===== Data section

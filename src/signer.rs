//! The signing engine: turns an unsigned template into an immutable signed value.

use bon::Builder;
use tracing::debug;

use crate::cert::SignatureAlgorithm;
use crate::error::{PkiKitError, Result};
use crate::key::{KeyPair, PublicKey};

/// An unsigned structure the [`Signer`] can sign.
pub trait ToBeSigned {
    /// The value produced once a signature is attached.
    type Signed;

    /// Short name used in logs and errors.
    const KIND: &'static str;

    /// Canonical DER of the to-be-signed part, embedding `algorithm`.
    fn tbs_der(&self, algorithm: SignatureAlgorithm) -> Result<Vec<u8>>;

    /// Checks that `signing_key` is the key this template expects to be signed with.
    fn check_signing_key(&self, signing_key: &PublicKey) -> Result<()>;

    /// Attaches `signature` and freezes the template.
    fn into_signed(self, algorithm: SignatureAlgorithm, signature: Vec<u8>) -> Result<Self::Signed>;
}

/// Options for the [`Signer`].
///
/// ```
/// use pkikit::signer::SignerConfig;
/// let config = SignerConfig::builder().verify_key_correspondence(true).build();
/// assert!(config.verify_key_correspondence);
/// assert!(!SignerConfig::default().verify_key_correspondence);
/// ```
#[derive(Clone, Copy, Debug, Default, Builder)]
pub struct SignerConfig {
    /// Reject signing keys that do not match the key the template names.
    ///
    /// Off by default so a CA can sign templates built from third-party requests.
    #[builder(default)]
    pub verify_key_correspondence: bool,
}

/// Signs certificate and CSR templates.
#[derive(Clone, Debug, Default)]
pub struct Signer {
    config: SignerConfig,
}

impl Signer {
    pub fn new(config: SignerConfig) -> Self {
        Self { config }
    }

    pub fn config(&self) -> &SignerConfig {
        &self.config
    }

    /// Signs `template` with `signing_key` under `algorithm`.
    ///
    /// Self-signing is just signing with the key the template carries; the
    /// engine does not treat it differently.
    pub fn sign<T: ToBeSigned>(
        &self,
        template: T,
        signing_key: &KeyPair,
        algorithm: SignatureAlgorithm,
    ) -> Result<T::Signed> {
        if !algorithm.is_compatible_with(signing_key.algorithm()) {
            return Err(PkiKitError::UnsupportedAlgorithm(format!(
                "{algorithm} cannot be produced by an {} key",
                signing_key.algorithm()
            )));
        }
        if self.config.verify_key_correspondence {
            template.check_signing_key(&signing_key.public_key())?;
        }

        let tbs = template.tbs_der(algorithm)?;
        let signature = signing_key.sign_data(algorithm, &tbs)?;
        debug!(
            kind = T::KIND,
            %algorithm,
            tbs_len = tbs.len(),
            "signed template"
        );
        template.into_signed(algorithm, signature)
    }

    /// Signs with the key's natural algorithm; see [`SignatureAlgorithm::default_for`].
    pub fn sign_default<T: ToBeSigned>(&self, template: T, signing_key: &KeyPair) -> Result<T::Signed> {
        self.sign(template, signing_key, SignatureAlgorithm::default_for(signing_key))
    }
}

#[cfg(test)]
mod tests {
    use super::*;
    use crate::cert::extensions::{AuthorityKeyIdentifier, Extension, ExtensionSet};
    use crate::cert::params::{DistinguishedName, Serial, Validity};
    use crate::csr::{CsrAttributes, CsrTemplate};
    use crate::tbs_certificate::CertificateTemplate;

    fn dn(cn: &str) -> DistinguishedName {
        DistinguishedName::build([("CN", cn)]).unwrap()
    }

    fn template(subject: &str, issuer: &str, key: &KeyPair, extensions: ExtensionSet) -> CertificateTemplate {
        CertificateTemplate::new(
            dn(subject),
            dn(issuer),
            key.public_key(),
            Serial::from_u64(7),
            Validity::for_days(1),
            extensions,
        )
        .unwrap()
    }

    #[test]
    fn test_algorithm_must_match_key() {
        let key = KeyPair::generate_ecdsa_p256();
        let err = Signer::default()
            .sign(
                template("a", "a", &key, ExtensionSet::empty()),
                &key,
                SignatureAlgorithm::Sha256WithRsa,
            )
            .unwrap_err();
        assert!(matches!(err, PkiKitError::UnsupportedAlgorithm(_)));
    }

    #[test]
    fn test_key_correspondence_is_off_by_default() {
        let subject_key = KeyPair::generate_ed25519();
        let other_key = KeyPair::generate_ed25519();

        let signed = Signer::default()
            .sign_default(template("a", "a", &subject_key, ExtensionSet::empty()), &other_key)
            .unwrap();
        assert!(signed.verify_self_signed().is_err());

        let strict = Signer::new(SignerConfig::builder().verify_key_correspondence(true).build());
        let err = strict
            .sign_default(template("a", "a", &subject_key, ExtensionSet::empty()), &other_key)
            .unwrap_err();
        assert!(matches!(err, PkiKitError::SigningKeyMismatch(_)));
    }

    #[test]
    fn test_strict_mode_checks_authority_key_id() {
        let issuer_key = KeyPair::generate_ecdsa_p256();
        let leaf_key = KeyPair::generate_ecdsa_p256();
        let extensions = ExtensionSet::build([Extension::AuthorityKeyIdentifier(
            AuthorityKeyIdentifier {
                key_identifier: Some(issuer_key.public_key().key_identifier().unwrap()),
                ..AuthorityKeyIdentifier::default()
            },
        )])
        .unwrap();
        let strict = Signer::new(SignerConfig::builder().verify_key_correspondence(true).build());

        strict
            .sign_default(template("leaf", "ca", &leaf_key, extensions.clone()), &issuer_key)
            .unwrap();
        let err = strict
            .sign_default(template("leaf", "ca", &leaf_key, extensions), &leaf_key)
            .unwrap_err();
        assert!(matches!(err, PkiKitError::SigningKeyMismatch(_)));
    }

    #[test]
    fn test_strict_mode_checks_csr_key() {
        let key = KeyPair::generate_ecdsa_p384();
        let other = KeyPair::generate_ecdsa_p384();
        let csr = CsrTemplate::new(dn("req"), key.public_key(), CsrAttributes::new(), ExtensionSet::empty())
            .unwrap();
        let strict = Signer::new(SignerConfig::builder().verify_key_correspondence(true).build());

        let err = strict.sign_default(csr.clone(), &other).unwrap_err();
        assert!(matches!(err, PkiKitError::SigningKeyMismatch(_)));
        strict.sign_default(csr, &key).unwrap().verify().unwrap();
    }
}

==========

Brief >> Retype the records in their entirety, matching each one exactly.

Response area >>
filename src/signer.rs
//! The signing engine: turns an unsigned template into an immutable signed value.

use bon::Builder;
use tracing::debug;

use crate::cert::SignatureAlgorithm;
use crate::error::{PkiKitError, Result};
use crate::key::{KeyPair, PublicKey};

/// An unsigned structure the [`Signer`] can sign.
pub trait ToBeSigned {
    /// The value produced once a signature is attached.
    type Signed;

    /// Short name used in logs and errors.
    const KIND: &'static str;

    /// Canonical DER of the to-be-signed part, embedding `algorithm`.
    fn tbs_der(&self, algorithm: SignatureAlgorithm) -> Result<Vec<u8>>;

    /// Checks that `signing_key` is the key this template expects to be signed with.
    fn check_signing_key(&self, signing_key: &PublicKey) -> Result<()>;

    /// Attaches `signature` and freezes the template.
    fn into_signed(self, algorithm: SignatureAlgorithm, signature: Vec<u8>) -> Result<Self::Signed>;
}

/// Options for the [`Signer`].
///
/// ```
/// use pkikit::signer::SignerConfig;
/// let config = SignerConfig::builder().verify_key_correspondence(true).build();
/// assert!(config.verify_key_correspondence);
/// assert!(!SignerConfig::default().verify_key_correspondence);
/// ```
#[derive(Clone, Copy, Debug, Default, Builder)]
pub struct SignerConfig {
    /// Reject signing keys that do not match the key the template names.
    ///
    /// Off by default so a CA can sign templates built from third-party requests.
    #[builder(default)]
    pub verify_key_correspondence: bool,
}

/// Signs certificate and CSR templates.
#[derive(Clone, Debug, Default)]
pub struct Signer {
    config: SignerConfig,
}

impl Signer {
    pub fn new(config: SignerConfig) -> Self {
        Self { config }
    }

    pub fn config(&self) -> &SignerConfig {
        &self.config
    }

    /// Signs `template` with `signing_key` under `algorithm`.
    ///
    /// Self-signing is just signing with the key the template carries; the
    /// engine does not treat it differently.
    pub fn sign<T: ToBeSigned>(
        &self,
        template: T,
        signing_key: &KeyPair,
        algorithm: SignatureAlgorithm,
    ) -> Result<T::Signed> {
        if !algorithm.is_compatible_with(signing_key.algorithm()) {
            return Err(PkiKitError::UnsupportedAlgorithm(format!(
                "{algorithm} cannot be produced by an {} key",
                signing_key.algorithm()
            )));
        }
        if self.config.verify_key_correspondence {
            template.check_signing_key(&signing_key.public_key())?;
        }

        let tbs = template.tbs_der(algorithm)?;
        let signature = signing_key.sign_data(algorithm, &tbs)?;
        debug!(
            kind = T::KIND,
            %algorithm,
            tbs_len = tbs.len(),
            "signed template"
        );
        template.into_signed(algorithm, signature)
    }

    /// Signs with the key's natural algorithm; see [`SignatureAlgorithm::default_for`].
    pub fn sign_default<T: ToBeSigned>(&self, template: T, signing_key: &KeyPair) -> Result<T::Signed> {
        self.sign(template, signing_key, SignatureAlgorithm::default_for(signing_key))
    }
}

#[cfg(test)]
mod tests {
    use super::*;
    use crate::cert::extensions::{AuthorityKeyIdentifier, Extension, ExtensionSet};
    use crate::cert::params::{DistinguishedName, Serial, Validity};
    use crate::csr::{CsrAttributes, CsrTemplate};
    use crate::tbs_certificate::CertificateTemplate;

    fn dn(cn: &str) -> DistinguishedName {
        DistinguishedName::build([("CN", cn)]).unwrap()
    }

    fn template(subject: &str, issuer: &str, key: &KeyPair, extensions: ExtensionSet) -> CertificateTemplate {
        CertificateTemplate::new(
            dn(subject),
            dn(issuer),
            key.public_key(),
            Serial::from_u64(7),
            Validity::for_days(1),
            extensions,
        )
        .unwrap()
    }

    #[test]
    fn test_algorithm_must_match_key() {
        let key = KeyPair::generate_ecdsa_p256();
        let err = Signer::default()
            .sign(
                template("a", "a", &key, ExtensionSet::empty()),
                &key,
                SignatureAlgorithm::Sha256WithRsa,
            )
            .unwrap_err();
        assert!(matches!(err, PkiKitError::UnsupportedAlgorithm(_)));
    }

    #[test]
    fn test_key_correspondence_is_off_by_default() {
        let subject_key = KeyPair::generate_ed25519();
        let other_key = KeyPair::generate_ed25519();

        let signed = Signer::default()
            .sign_default(template("a", "a", &subject_key, ExtensionSet::empty()), &other_key)
            .unwrap();
        assert!(signed.verify_self_signed().is_err());

        let strict = Signer::new(SignerConfig::builder().verify_key_correspondence(true).build());
        let err = strict
            .sign_default(template("a", "a", &subject_key, ExtensionSet::empty()), &other_key)
            .unwrap_err();
        assert!(matches!(err, PkiKitError::SigningKeyMismatch(_)));
    }

    #[test]
    fn test_strict_mode_checks_authority_key_id() {
        let issuer_key = KeyPair::generate_ecdsa_p256();
        let leaf_key = KeyPair::generate_ecdsa_p256();
        let extensions = ExtensionSet::build([Extension::AuthorityKeyIdentifier(
            AuthorityKeyIdentifier {
                key_identifier: Some(issuer_key.public_key().key_identifier().unwrap()),
                ..AuthorityKeyIdentifier::default()
            },
        )])
        .unwrap();
        let strict = Signer::new(SignerConfig::builder().verify_key_correspondence(true).build());

        strict
            .sign_default(template("leaf", "ca", &leaf_key, extensions.clone()), &issuer_key)
            .unwrap();
        let err = strict
            .sign_default(template("leaf", "ca", &leaf_key, extensions), &leaf_key)
            .unwrap_err();
        assert!(matches!(err, PkiKitError::SigningKeyMismatch(_)));
    }

    #[test]
    fn test_strict_mode_checks_csr_key() {
        let key = KeyPair::generate_ecdsa_p384();
        let other = KeyPair::generate_ecdsa_p384();
        let csr = CsrTemplate::new(dn("req"), key.public_key(), CsrAttributes::new(), ExtensionSet::empty())
            .unwrap();
        let strict = Signer::new(SignerConfig::builder().verify_key_correspondence(true).build());

        let err = strict.sign_default(csr.clone(), &other).unwrap_err();
        assert!(matches!(err, PkiKitError::SigningKeyMismatch(_)));
        strict.sign_default(csr, &key).unwrap().verify().unwrap();
    }
}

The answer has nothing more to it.